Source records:
-=-=-=-=-

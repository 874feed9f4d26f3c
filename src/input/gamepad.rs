//! Gamepad support
//!
//! Native: gilrs, first connected pad only.
//! WASM: no gamepad bindings are shipped, so the pad always reads as idle.

/// Left stick X beyond this counts as a held direction
pub const STICK_THRESHOLD: f32 = 0.5;

/// Directional state of a pad for one frame
#[derive(Debug, Clone, Copy, Default, PartialEq, Eq)]
pub struct PadDirections {
    pub left: bool,
    pub right: bool,
    pub start: bool,
}

impl PadDirections {
    /// Combine D-pad buttons with the analog stick
    pub fn from_raw(dpad_left: bool, dpad_right: bool, stick_x: f32, start: bool) -> Self {
        Self {
            left: dpad_left || stick_x <= -STICK_THRESHOLD,
            right: dpad_right || stick_x >= STICK_THRESHOLD,
            start,
        }
    }
}

#[cfg(not(target_arch = "wasm32"))]
mod platform {
    use super::PadDirections;
    use gilrs::{Axis, Button, Gilrs};

    pub struct Gamepad {
        gilrs: Option<Gilrs>,
    }

    impl Gamepad {
        pub fn new() -> Self {
            let gilrs = match Gilrs::new() {
                Ok(gilrs) => Some(gilrs),
                Err(e) => {
                    eprintln!("Gamepad support unavailable: {}", e);
                    None
                }
            };
            Self { gilrs }
        }

        pub fn poll(&mut self) {
            let Some(gilrs) = self.gilrs.as_mut() else { return };
            // Drain events so gilrs updates its cached button/axis state
            while gilrs.next_event().is_some() {}
        }

        pub fn directions(&self) -> PadDirections {
            let Some(gilrs) = self.gilrs.as_ref() else { return PadDirections::default() };
            let Some((_, gp)) = gilrs.gamepads().next() else { return PadDirections::default() };

            PadDirections::from_raw(
                gp.is_pressed(Button::DPadLeft),
                gp.is_pressed(Button::DPadRight),
                gp.value(Axis::LeftStickX),
                gp.is_pressed(Button::Start),
            )
        }
    }
}

#[cfg(target_arch = "wasm32")]
mod platform {
    use super::PadDirections;

    pub struct Gamepad;

    impl Gamepad {
        pub fn new() -> Self {
            Self
        }

        pub fn poll(&mut self) {}

        pub fn directions(&self) -> PadDirections {
            PadDirections::default()
        }
    }
}

pub use platform::Gamepad;

impl Default for Gamepad {
    fn default() -> Self {
        Self::new()
    }
}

-=-=-=-=-

Assigned task - Produce a word-for-word copy of all the entries above.

Output below -
repository 874feed9f4d26f3c
filename src/input/gamepad.rs
//! Gamepad support
//!
//! Native: gilrs, first connected pad only.
//! WASM: no gamepad bindings are shipped, so the pad always reads as idle.

/// Left stick X beyond this counts as a held direction
pub const STICK_THRESHOLD: f32 = 0.5;

/// Directional state of a pad for one frame
#[derive(Debug, Clone, Copy, Default, PartialEq, Eq)]
pub struct PadDirections {
    pub left: bool,
    pub right: bool,
    pub start: bool,
}

impl PadDirections {
    /// Combine D-pad buttons with the analog stick
    pub fn from_raw(dpad_left: bool, dpad_right: bool, stick_x: f32, start: bool) -> Self {
        Self {
            left: dpad_left || stick_x <= -STICK_THRESHOLD,
            right: dpad_right || stick_x >= STICK_THRESHOLD,
            start,
        }
    }
}

#[cfg(not(target_arch = "wasm32"))]
mod platform {
    use super::PadDirections;
    use gilrs::{Axis, Button, Gilrs};

    pub struct Gamepad {
        gilrs: Option<Gilrs>,
    }

    impl Gamepad {
        pub fn new() -> Self {
            let gilrs = match Gilrs::new() {
                Ok(gilrs) => Some(gilrs),
                Err(e) => {
                    eprintln!("Gamepad support unavailable: {}", e);
                    None
                }
            };
            Self { gilrs }
        }

        pub fn poll(&mut self) {
            let Some(gilrs) = self.gilrs.as_mut() else { return };
            // Drain events so gilrs updates its cached button/axis state
            while gilrs.next_event().is_some() {}
        }

        pub fn directions(&self) -> PadDirections {
            let Some(gilrs) = self.gilrs.as_ref() else { return PadDirections::default() };
            let Some((_, gp)) = gilrs.gamepads().next() else { return PadDirections::default() };

            PadDirections::from_raw(
                gp.is_pressed(Button::DPadLeft),
                gp.is_pressed(Button::DPadRight),
                gp.value(Axis::LeftStickX),
                gp.is_pressed(Button::Start),
            )
        }
    }
}

#[cfg(target_arch = "wasm32")]
mod platform {
    use super::PadDirections;

    pub struct Gamepad;

    impl Gamepad {
        pub fn new() -> Self {
            Self
        }

        pub fn poll(&mut self) {}

        pub fn directions(&self) -> PadDirections {
            PadDirections::default()
        }
    }
}

pub use platform::Gamepad;

impl Default for Gamepad {
    fn default() -> Self {
        Self::new()
    }
}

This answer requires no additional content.